These misconceptions and their refutations have been articulated by representatives of the Etherium team and can be found on the project's official website. Accordingly, there are no erroneous versions of what is happening with the network, and further explanations correspond to the developers' position as of August 2022.

Nine myths are particularly prevalent in the cryptocurrency community. Here they are – along with the correct information.

Content

  • 1 Etherium’s transition to PoS will take place on September 19
  • 2 You need to steak 32 ETH to launch a node on the network
  • 3 The merger will lower the cost of gas
  • 4 Transactions will go faster after the move to PoS
  • 5 ETH can be withdrawn immediately after merger
  • 6 Validators will not be able to receive any reward after the upgrade
  • 7 Stackers will withdraw all coins immediately after withdrawals are activated
  • 8 Stackers’ annual yield will triple
  • 9 Merger requires blockchain shutdown

Etherium’s transition to PoS to take place on 19 September

Tonight, the so-called merger – that is, the merger of the PoW and PoS networks of Etherium – took place on the Goerli test network. The upgrade was successful, with this network being the last testnet of the respective blockchain. Consequently, the next big step is the migration to Proof-of-Stake of the core Etherium network.

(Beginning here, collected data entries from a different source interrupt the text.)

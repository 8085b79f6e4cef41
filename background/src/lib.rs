//! Background execution guards.
//!
//! Mobile systems only keep a process sampling location while it is not
//! visible if it holds an explicit, time-boxed grant: a foreground service on
//! Android, a background task on iOS. A [`BackgroundGuard`] hands out tokens
//! for that grant and a [`GuardLease`] makes sure each token is given back
//! exactly once.

#![warn(missing_docs)]

mod ledger;
/// Platform-specific implementations.
pub mod sys;

use std::sync::Arc;

use log::debug;
use serde::Deserialize;

pub use ledger::{Release, TokenLedger};

/// A held background-execution grant.
#[derive(Debug, Clone, Copy, PartialEq, Eq, Hash, PartialOrd, Ord)]
pub struct GuardToken(pub u64);

impl std::fmt::Display for GuardToken {
    fn fmt(&self, f: &mut std::fmt::Formatter<'_>) -> std::fmt::Result {
        write!(f, "token#{}", self.0)
    }
}

/// Errors raised when acquiring a guard.
#[derive(Debug, Clone, PartialEq, Eq, thiserror::Error)]
pub enum BackgroundError {
    /// The OS refused to grant background execution.
    #[error("background execution refused: {0}")]
    Refused(String),
    /// The platform bridge failed.
    #[error("platform error: {0}")]
    Platform(String),
}

/// Result alias for guard operations.
pub type BackgroundResult<T> = Result<T, BackgroundError>;

/// An OS capability that keeps the process running in the background.
pub trait BackgroundGuard: Send + Sync + std::fmt::Debug {
    /// Acquire a token.
    ///
    /// # Errors
    /// Returns a [`BackgroundError`] if the OS refused the grant.
    fn acquire(&self) -> BackgroundResult<GuardToken>;

    /// Give a token back. Unknown, expired and already released tokens are ignored.
    fn release(&self, token: GuardToken);

    /// Whether `token` is still held. Expired tokens report `false`.
    fn is_held(&self, token: GuardToken) -> bool;

    /// Number of tokens currently held.
    fn held(&self) -> usize;
}

/// A token that is released when dropped.
#[derive(Debug)]
pub struct GuardLease {
    guard: Arc<dyn BackgroundGuard>,
    token: Option<GuardToken>,
}

impl GuardLease {
    /// Acquire a token from `guard`.
    ///
    /// # Errors
    /// Returns a [`BackgroundError`] if the guard refused.
    pub fn acquire(guard: &Arc<dyn BackgroundGuard>) -> BackgroundResult<Self> {
        let token = guard.acquire()?;
        debug!("acquired background {token}");
        Ok(Self {
            guard: guard.clone(),
            token: Some(token),
        })
    }

    /// Whether the OS still honours this lease.
    #[must_use]
    pub fn is_live(&self) -> bool {
        self.token.is_some_and(|token| self.guard.is_held(token))
    }

    /// Release the token now rather than at drop.
    pub fn release(mut self) {
        self.release_token();
    }

    fn release_token(&mut self) {
        if let Some(token) = self.token.take() {
            debug!("releasing background {token}");
            self.guard.release(token);
        }
    }
}

impl Drop for GuardLease {
    fn drop(&mut self) {
        self.release_token();
    }
}

/// Content of the persistent notification shown while a foreground service runs.
#[derive(Debug, Clone, PartialEq, Eq, Deserialize)]
#[serde(default, rename_all = "camelCase")]
pub struct NotificationConfig {
    /// Notification channel id.
    pub channel_id: String,
    /// User-visible channel name.
    pub channel_name: String,
    /// Notification id used for `startForeground`.
    pub notification_id: i32,
    /// Notification title.
    pub title: String,
    /// Notification body.
    pub text: String,
}

impl Default for NotificationConfig {
    fn default() -> Self {
        Self {
            channel_id: "LocationTrackingChannel".into(),
            channel_name: "Location Tracking".into(),
            notification_id: 1,
            title: "Location Tracking".into(),
            text: "Tracking your location in the background".into(),
        }
    }
}

#[cfg(test)]
mod tests {
    use super::*;

    #[test]
    fn lease_releases_once_on_drop() {
        let guard: Arc<dyn BackgroundGuard> = Arc::new(sys::NoopGuard::default());
        let lease = GuardLease::acquire(&guard).unwrap();
        assert_eq!(guard.held(), 1);
        drop(lease);
        assert_eq!(guard.held(), 0);
    }

    #[test]
    fn explicit_release_is_not_repeated_by_drop() {
        let noop = Arc::new(sys::NoopGuard::default());
        let guard: Arc<dyn BackgroundGuard> = noop.clone();
        let lease = GuardLease::acquire(&guard).unwrap();
        lease.release();
        assert_eq!(noop.ledger().counts(), (1, 1));
    }

    #[test]
    fn notification_config_fills_missing_fields() {
        let config: NotificationConfig =
            serde_json::from_str(r#"{"title":"Shift tracking"}"#).unwrap();
        assert_eq!(config.title, "Shift tracking");
        assert_eq!(config.channel_id, "LocationTrackingChannel");
        assert_eq!(config.notification_id, 1);
    }
}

The timetable for the update of Etherium from the developers of the project

When will it happen? The developers of Ethereum shared a tentative schedule in mid-July. It indicated that the final merger should be expected on September 19. However, this is an approximate date. Moreover, as it became known today, the update will take place tentatively on September 15.


For analogy, recall today's update on the Goerli test network, which was promised between August 6 and 12. However, it took place on the 11th. And so the update of the mainnet will be approximately the same situation.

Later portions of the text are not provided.